* [Work instructions]: Every record must be copied exactly. Leave nothing out.

* [Data shown]:
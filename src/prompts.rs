//! Category catalog and prompt resolution.
//!
//! Every catalog prompt is the shared [`PHOTO_RULES`] block followed by a
//! scene description. The rest of the service treats prompts as opaque text.

/// Realism rules prepended to every catalog scene.
pub const PHOTO_RULES: &str = "Generate a single, cohesive, photorealistic image that looks like it was captured naturally on a modern smartphone camera.

The person and the environment must feel like they belong in the same scene, with consistent lighting direction, realistic shadows, natural color grading, and correct perspective.

Avoid any \"cut-out\", \"pasted\", or composited appearance. The subject should be naturally integrated into the environment, with soft edge transitions, accurate ambient lighting, and subtle light reflections on skin and clothing.

Use realistic mobile photography characteristics:
– natural daylight or indoor ambient light
– slight depth of field (smartphone portrait style, not studio)
– mild lens imperfections (very subtle noise, natural sharpness)
– authentic skin tones and realistic textures

The final result should look like a real photo taken on a phone, not an AI composite or background replacement.";

#[derive(Debug, Clone, Copy, PartialEq, Eq, Hash)]
pub enum Category {
    Beach,
    City,
    Roadtrip,
    Mountain,
    Cafe,
    Sunset,
    Cyberpunk,
    Studio,
    Nature,
    Retro,
}

impl Category {
    pub const ALL: [Category; 10] = [
        Category::Beach,
        Category::City,
        Category::Roadtrip,
        Category::Mountain,
        Category::Cafe,
        Category::Sunset,
        Category::Cyberpunk,
        Category::Studio,
        Category::Nature,
        Category::Retro,
    ];

    pub const DEFAULT: Category = Category::Beach;

    pub fn from_key(key: &str) -> Option<Self> {
        Self::ALL.into_iter().find(|c| c.key() == key)
    }

    pub fn key(self) -> &'static str {
        match self {
            Category::Beach => "beach",
            Category::City => "city",
            Category::Roadtrip => "roadtrip",
            Category::Mountain => "mountain",
            Category::Cafe => "cafe",
            Category::Sunset => "sunset",
            Category::Cyberpunk => "cyberpunk",
            Category::Studio => "studio",
            Category::Nature => "nature",
            Category::Retro => "retro",
        }
    }

    pub fn scenes(self) -> &'static [&'static str] {
        match self {
            Category::Beach => &[
                "Place this person naturally at a tropical beach paradise with golden sand, crystal blue water, and palm trees. Capture it as a candid vacation moment with warm natural sunlight.",
                "Show this person enjoying a sunset by the ocean, with warm orange and pink colors in the sky reflecting on the water. Natural golden hour lighting.",
                "Create a relaxed beach scene with turquoise water, white sand, and tropical vibes. The person should look naturally placed as if actually there.",
            ],
            Category::City => &[
                "Place this person in an urban cityscape with modern skyscrapers and vibrant city atmosphere. Natural daylight with building shadows.",
                "Show this person exploring a beautiful metropolitan area with iconic buildings. Street photography style with natural ambient lighting.",
                "Create a stylish coffee shop moment in a trendy urban neighborhood. Warm indoor lighting with city view through windows.",
            ],
            Category::Roadtrip => &[
                "Place this person on a scenic highway surrounded by mountains and open skies. Natural outdoor lighting with adventure vibes.",
                "Show this person with a camper van on a beautiful mountain road. Golden hour lighting with travel exploration mood.",
                "Create a classic road trip scene with endless highways and dramatic landscapes. Natural sunlight and travel adventure atmosphere.",
            ],
            Category::Mountain => &[
                "Place this person in a breathtaking mountain setting with snow-capped peaks and alpine scenery. Natural outdoor lighting.",
                "Show this person on a hiking trail with mountain vistas and pine forests. Natural daylight filtering through trees.",
                "Create a serene mountain lake scene with dramatic peaks in the background. Sunrise/sunset golden hour lighting.",
            ],
            Category::Cafe => &[
                "Place this person at a cozy cafe with warm interior lighting, enjoying coffee. Natural indoor ambient light.",
                "Show this person at a Parisian-style outdoor cafe with elegant atmosphere. Natural daylight with soft shadows.",
                "Create a hygge-inspired coffee shop moment with books and warm lighting. Cozy indoor atmosphere with natural window light.",
            ],
            Category::Sunset => &[
                "Place this person against a stunning golden hour sunset with dramatic orange and pink sky. Natural backlighting.",
                "Show this person at a beach during magical sunset with warm colors reflecting on water. Golden hour photography.",
                "Create a romantic sunset landscape scene with beautiful twilight colors. Natural evening ambient lighting.",
            ],
            Category::Cyberpunk => &[
                "Place this person in a neon-lit cyberpunk city street at night with vibrant purple and blue lights. Night photography with neon reflections.",
                "Show this person in a futuristic urban environment with holographic signs and rain-slicked streets. Dramatic neon lighting.",
                "Create a dystopian city scene with towering buildings and neon advertisements. Moody night atmosphere with colorful artificial lighting.",
            ],
            Category::Studio => &[
                "Place this person in a professional photography studio with clean white background. Soft studio lighting setup.",
                "Show this person with dramatic studio lighting and artistic shadows. Professional portrait photography setup.",
                "Create a fashion photography studio scene with colored gel lights and modern backdrop. Professional lighting arrangement.",
            ],
            Category::Nature => &[
                "Place this person in a lush forest with sunlight filtering through the trees. Natural dappled lighting and green surroundings.",
                "Show this person in a flower field during spring with vibrant colors. Natural daylight and nature photography style.",
                "Create a peaceful lakeside scene with this person enjoying nature. Calm water reflections and natural outdoor lighting.",
            ],
            Category::Retro => &[
                "Place this person in a vintage 1970s-style setting with retro decor and warm color grading. Film photography aesthetic.",
                "Show this person at a classic American diner with neon signs and vintage atmosphere. Nostalgic retro lighting.",
                "Create a vintage Polaroid-style scene with faded colors and retro environment. Classic film camera aesthetic.",
            ],
        }
    }
}

pub fn build_scene_prompt(scene: &str) -> String {
    format!("{PHOTO_RULES}\n\nScene: {scene}")
}

/// What the caller asked for: a catalog category or their own prompt text.
#[derive(Debug, Clone, PartialEq, Eq)]
pub enum PromptSelection {
    Category(String),
    Freeform(String),
}

impl PromptSelection {
    /// The value stored as the record's `category` field.
    pub fn label(&self) -> &str {
        match self {
            PromptSelection::Category(c) | PromptSelection::Freeform(c) => c,
        }
    }
}

#[derive(Debug, Clone, PartialEq, Eq)]
pub struct PromptSet {
    category: Option<Category>,
    fallback: bool,
    prompts: Vec<String>,
}

impl PromptSet {
    pub fn prompts(&self) -> &[String] { &self.prompts }

    pub fn len(&self) -> usize { self.prompts.len() }

    pub fn is_empty(&self) -> bool { self.prompts.is_empty() }

    /// Catalog category the prompts came from; `None` for a freeform prompt.
    pub fn category(&self) -> Option<Category> { self.category }

    /// True when the requested category was unknown and the default set was used.
    pub fn is_fallback(&self) -> bool { self.fallback }
}

pub fn resolve(selection: &PromptSelection) -> PromptSet {
    match selection {
        PromptSelection::Category(key) => {
            let (category, fallback) = match Category::from_key(key) {
                Some(c) => (c, false),
                None => (Category::DEFAULT, true),
            };
            PromptSet {
                category: Some(category),
                fallback,
                prompts: category.scenes().iter().map(|s| build_scene_prompt(s)).collect(),
            }
        }
        PromptSelection::Freeform(text) => PromptSet { category: None, fallback: false, prompts: vec![text.clone()] },
    }
}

* [Expected output]:
filename src/prompts.rs
//! Category catalog and prompt resolution.
//!
//! Every catalog prompt is the shared [`PHOTO_RULES`] block followed by a
//! scene description. The rest of the service treats prompts as opaque text.

/// Realism rules prepended to every catalog scene.
pub const PHOTO_RULES: &str = "Generate a single, cohesive, photorealistic image that looks like it was captured naturally on a modern smartphone camera.

The person and the environment must feel like they belong in the same scene, with consistent lighting direction, realistic shadows, natural color grading, and correct perspective.

Avoid any \"cut-out\", \"pasted\", or composited appearance. The subject should be naturally integrated into the environment, with soft edge transitions, accurate ambient lighting, and subtle light reflections on skin and clothing.

Use realistic mobile photography characteristics:
– natural daylight or indoor ambient light
– slight depth of field (smartphone portrait style, not studio)
– mild lens imperfections (very subtle noise, natural sharpness)
– authentic skin tones and realistic textures

The final result should look like a real photo taken on a phone, not an AI composite or background replacement.";

#[derive(Debug, Clone, Copy, PartialEq, Eq, Hash)]
pub enum Category {
    Beach,
    City,
    Roadtrip,
    Mountain,
    Cafe,
    Sunset,
    Cyberpunk,
    Studio,
    Nature,
    Retro,
}

impl Category {
    pub const ALL: [Category; 10] = [
        Category::Beach,
        Category::City,
        Category::Roadtrip,
        Category::Mountain,
        Category::Cafe,
        Category::Sunset,
        Category::Cyberpunk,
        Category::Studio,
        Category::Nature,
        Category::Retro,
    ];

    pub const DEFAULT: Category = Category::Beach;

    pub fn from_key(key: &str) -> Option<Self> {
        Self::ALL.into_iter().find(|c| c.key() == key)
    }

    pub fn key(self) -> &'static str {
        match self {
            Category::Beach => "beach",
            Category::City => "city",
            Category::Roadtrip => "roadtrip",
            Category::Mountain => "mountain",
            Category::Cafe => "cafe",
            Category::Sunset => "sunset",
            Category::Cyberpunk => "cyberpunk",
            Category::Studio => "studio",
            Category::Nature => "nature",
            Category::Retro => "retro",
        }
    }

    pub fn scenes(self) -> &'static [&'static str] {
        match self {
            Category::Beach => &[
                "Place this person naturally at a tropical beach paradise with golden sand, crystal blue water, and palm trees. Capture it as a candid vacation moment with warm natural sunlight.",
                "Show this person enjoying a sunset by the ocean, with warm orange and pink colors in the sky reflecting on the water. Natural golden hour lighting.",
                "Create a relaxed beach scene with turquoise water, white sand, and tropical vibes. The person should look naturally placed as if actually there.",
            ],
            Category::City => &[
                "Place this person in an urban cityscape with modern skyscrapers and vibrant city atmosphere. Natural daylight with building shadows.",
                "Show this person exploring a beautiful metropolitan area with iconic buildings. Street photography style with natural ambient lighting.",
                "Create a stylish coffee shop moment in a trendy urban neighborhood. Warm indoor lighting with city view through windows.",
            ],
            Category::Roadtrip => &[
                "Place this person on a scenic highway surrounded by mountains and open skies. Natural outdoor lighting with adventure vibes.",
                "Show this person with a camper van on a beautiful mountain road. Golden hour lighting with travel exploration mood.",
                "Create a classic road trip scene with endless highways and dramatic landscapes. Natural sunlight and travel adventure atmosphere.",
            ],
            Category::Mountain => &[
                "Place this person in a breathtaking mountain setting with snow-capped peaks and alpine scenery. Natural outdoor lighting.",
                "Show this person on a hiking trail with mountain vistas and pine forests. Natural daylight filtering through trees.",
                "Create a serene mountain lake scene with dramatic peaks in the background. Sunrise/sunset golden hour lighting.",
            ],
            Category::Cafe => &[
                "Place this person at a cozy cafe with warm interior lighting, enjoying coffee. Natural indoor ambient light.",
                "Show this person at a Parisian-style outdoor cafe with elegant atmosphere. Natural daylight with soft shadows.",
                "Create a hygge-inspired coffee shop moment with books and warm lighting. Cozy indoor atmosphere with natural window light.",
            ],
            Category::Sunset => &[
                "Place this person against a stunning golden hour sunset with dramatic orange and pink sky. Natural backlighting.",
                "Show this person at a beach during magical sunset with warm colors reflecting on water. Golden hour photography.",
                "Create a romantic sunset landscape scene with beautiful twilight colors. Natural evening ambient lighting.",
            ],
            Category::Cyberpunk => &[
                "Place this person in a neon-lit cyberpunk city street at night with vibrant purple and blue lights. Night photography with neon reflections.",
                "Show this person in a futuristic urban environment with holographic signs and rain-slicked streets. Dramatic neon lighting.",
                "Create a dystopian city scene with towering buildings and neon advertisements. Moody night atmosphere with colorful artificial lighting.",
            ],
            Category::Studio => &[
                "Place this person in a professional photography studio with clean white background. Soft studio lighting setup.",
                "Show this person with dramatic studio lighting and artistic shadows. Professional portrait photography setup.",
                "Create a fashion photography studio scene with colored gel lights and modern backdrop. Professional lighting arrangement.",
            ],
            Category::Nature => &[
                "Place this person in a lush forest with sunlight filtering through the trees. Natural dappled lighting and green surroundings.",
                "Show this person in a flower field during spring with vibrant colors. Natural daylight and nature photography style.",
                "Create a peaceful lakeside scene with this person enjoying nature. Calm water reflections and natural outdoor lighting.",
            ],
            Category::Retro => &[
                "Place this person in a vintage 1970s-style setting with retro decor and warm color grading. Film photography aesthetic.",
                "Show this person at a classic American diner with neon signs and vintage atmosphere. Nostalgic retro lighting.",
                "Create a vintage Polaroid-style scene with faded colors and retro environment. Classic film camera aesthetic.",
            ],
        }
    }
}

pub fn build_scene_prompt(scene: &str) -> String {
    format!("{PHOTO_RULES}\n\nScene: {scene}")
}

/// What the caller asked for: a catalog category or their own prompt text.
#[derive(Debug, Clone, PartialEq, Eq)]
pub enum PromptSelection {
    Category(String),
    Freeform(String),
}

impl PromptSelection {
    /// The value stored as the record's `category` field.
    pub fn label(&self) -> &str {
        match self {
            PromptSelection::Category(c) | PromptSelection::Freeform(c) => c,
        }
    }
}

#[derive(Debug, Clone, PartialEq, Eq)]
pub struct PromptSet {
    category: Option<Category>,
    fallback: bool,
    prompts: Vec<String>,
}

impl PromptSet {
    pub fn prompts(&self) -> &[String] { &self.prompts }

    pub fn len(&self) -> usize { self.prompts.len() }

    pub fn is_empty(&self) -> bool { self.prompts.is_empty() }

    /// Catalog category the prompts came from; `None` for a freeform prompt.
    pub fn category(&self) -> Option<Category> { self.category }

    /// True when the requested category was unknown and the default set was used.
    pub fn is_fallback(&self) -> bool { self.fallback }
}

pub fn resolve(selection: &PromptSelection) -> PromptSet {
    match selection {
        PromptSelection::Category(key) => {
            let (category, fallback) = match Category::from_key(key) {
                Some(c) => (c, false),
                None => (Category::DEFAULT, true),
            };
            PromptSet {
                category: Some(category),
                fallback,
                prompts: category.scenes().iter().map(|s| build_scene_prompt(s)).collect(),
            }
        }
        PromptSelection::Freeform(text) => PromptSet { category: None, fallback: false, prompts: vec![text.clone()] },
    }
}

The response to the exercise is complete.